Folha - A "Cahiers du Cinéma" diz que o sr., além de seu corpo, carrega boa parte da história do cinema. É um peso ou um prazer?
Léaud -
Não me sinto carregando nada, mas trago um sentimento de prazer, uma espécie de força moral por ter trabalhado em tantos bons filmes. Tento comunicar esse sentimento com o máximo de modéstia, embora ele se perceba enquanto trabalho.

Folha - Por isso Bonello diz que filmá-lo é também assistir ao sr. fazer o seu próprio filme?
Léaud -
Minha maneira de trabalhar é muito particular. Quando decido fazer um filme, procuro decorar o texto. Depois, me ponho sozinho num canto e o repito para, no momento em que entrar em cena, achar o tom exato. Há cineastas com quem tive uma proximidade maior, porque eles mesmos estiveram associados à história do cinema. Não foi assim com Bonello, embora isso não contrarie o fato de que ele possa fazer um filme muito bom. E fez.

Folha - O sr. se recorda do filme que fez com Glauber Rocha em 70?
Léaud -
Sim, "O Leão de Sete Cabeças". Glauber era um amigo. Ele passou a ser muito associado à nouvelle vague, sobretudo por "Terra em Transe", que considero o seu mais belo filme.

Folha - O sr. acha que é possível haver na França outro movimento da importância da nouvelle vague?
Léaud -
Não. A nouvelle vague se inscreve na história do cinema como um movimento revolucionário do século passado. Hoje há pessoas que têm nela um ponto de referência para avançar. O cinema mudará sua técnica e tudo o mais que queiramos, mas, para os cineastas, Truffaut e Godard serão sempre uma referência.

Folha - O cinema continua a lhe interessar, apesar das mudanças?
Léaud -
Sim. Ele continua me interessando, até no cerne de suas mudanças. Eu também mudo.

Folha - Na literatura e na música, quais são seus autores favoritos?
Léaud -
Não escuto música. Vivo no silêncio total. A literatura que me interessa é sobre a psicanálise. Acho, como Lacan, que o inconsciente é construído como uma linguagem. Cada um tenta dizer seu texto a partir dessa linguagem do inconsciente. De tempos em tempos, escuto um pouco de música e tenho tanto mais prazer em ouvi-la por não ser um hábito. Tenho interesse em ouvir algo que Glenn Gould levou 25 anos para tocar. Traduz uma busca tão profunda, que se pode dizer que chegou ao pé da letra. Assim como, quando a linguagem vai ao pé da letra, é por meio de um verdadeiro ator, já que ele se remete à linguagem do inconsciente.
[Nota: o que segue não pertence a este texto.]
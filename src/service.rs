//! The remote query service seam: everything the executor needs from a warehouse.

use crate::error::{RemoteError, Result};
use crate::query::Query;
use crate::value::{Field, Value};
use serde::{Deserialize, Serialize};
use std::fmt;
use std::time::Duration;

/// Identity of one submitted job.
#[derive(Clone, Debug, PartialEq, Eq, Hash, Serialize, Deserialize)]
#[serde(rename_all = "camelCase")]
pub struct JobReference {
    pub project_id: String,
    pub job_id: String,
    #[serde(default, skip_serializing_if = "Option::is_none")]
    pub location: Option<String>,
}

impl fmt::Display for JobReference {
    fn fmt(&self, f: &mut fmt::Formatter<'_>) -> fmt::Result {
        match &self.location {
            Some(loc) => write!(f, "{}:{}.{}", self.project_id, loc, self.job_id),
            None => write!(f, "{}:{}", self.project_id, self.job_id),
        }
    }
}

/// Everything needed to create a query job remotely.
#[derive(Clone, Debug)]
pub struct JobRequest<'a> {
    pub job_id: String,
    pub query: &'a Query,
    pub max_bytes_billed: Option<u64>,
    pub use_legacy_sql: bool,
    pub location: Option<String>,
}

/// Remote-side job status as observed by one poll.
#[derive(Clone, Debug, PartialEq)]
pub enum JobStatus {
    Pending,
    Running,
    Done,
    Failed(RemoteError),
}

impl JobStatus {
    pub fn is_terminal(&self) -> bool {
        matches!(self, JobStatus::Done | JobStatus::Failed(_))
    }
}

/// One page of rows from a completed job.
#[derive(Clone, Debug, Default, PartialEq)]
pub struct RowPage {
    pub schema: Vec<Field>,
    pub rows: Vec<Vec<Value>>,
    pub next_page_token: Option<String>,
}

/// Outbound collaborator: a remote tabular warehouse that runs query jobs.
///
/// Implementations block; `poll_job` must return within roughly `timeout`
/// even if the job is still running.
pub trait QueryService {
    /// Create the job. A placeholder without a binding is reported as `QueryError::Configuration`.
    fn insert_job(&self, request: &JobRequest<'_>) -> Result<JobReference>;

    /// Wait at most `timeout` for the job to finish, then report its status.
    fn poll_job(&self, job: &JobReference, timeout: Duration) -> Result<JobStatus>;

    /// Total row count of a completed job's result.
    fn total_rows(&self, job: &JobReference) -> Result<u64>;

    /// Read one page of results. `page_token = None` starts from the first row.
    fn read_page(&self, job: &JobReference, page_token: Option<&str>, max_results: Option<u32>) -> Result<RowPage>;
}

impl<S: QueryService + ?Sized> QueryService for &S {
    fn insert_job(&self, request: &JobRequest<'_>) -> Result<JobReference> {
        (**self).insert_job(request)
    }
    fn poll_job(&self, job: &JobReference, timeout: Duration) -> Result<JobStatus> {
        (**self).poll_job(job, timeout)
    }
    fn total_rows(&self, job: &JobReference) -> Result<u64> {
        (**self).total_rows(job)
    }
    fn read_page(&self, job: &JobReference, page_token: Option<&str>, max_results: Option<u32>) -> Result<RowPage> {
        (**self).read_page(job, page_token, max_results)
    }
}

impl<S: QueryService + ?Sized> QueryService for Box<S> {
    fn insert_job(&self, request: &JobRequest<'_>) -> Result<JobReference> {
        (**self).insert_job(request)
    }
    fn poll_job(&self, job: &JobReference, timeout: Duration) -> Result<JobStatus> {
        (**self).poll_job(job, timeout)
    }
    fn total_rows(&self, job: &JobReference) -> Result<u64> {
        (**self).total_rows(job)
    }
    fn read_page(&self, job: &JobReference, page_token: Option<&str>, max_results: Option<u32>) -> Result<RowPage> {
        (**self).read_page(job, page_token, max_results)
    }
}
Folha - Truffaut faz falta como cineasta, como amigo ou como pai?
Léaud -
Essa é uma pergunta brutal. A ausência de Truffaut é espantosa não apenas para mim, mas para todo o cinema internacional. Ele era um dos melhores cineastas do mundo e teve sua vida interrompida em plena criatividade. A mim, certamente ele faz falta como amigo. Mas imagino que outros também sintam falta de seus filmes.

Folha - Há chances de o sr. voltar a filmar com Godard?
Léaud -
Não sei. Godard é um cineasta muito misterioso, e seus filmes têm cada vez menos atores.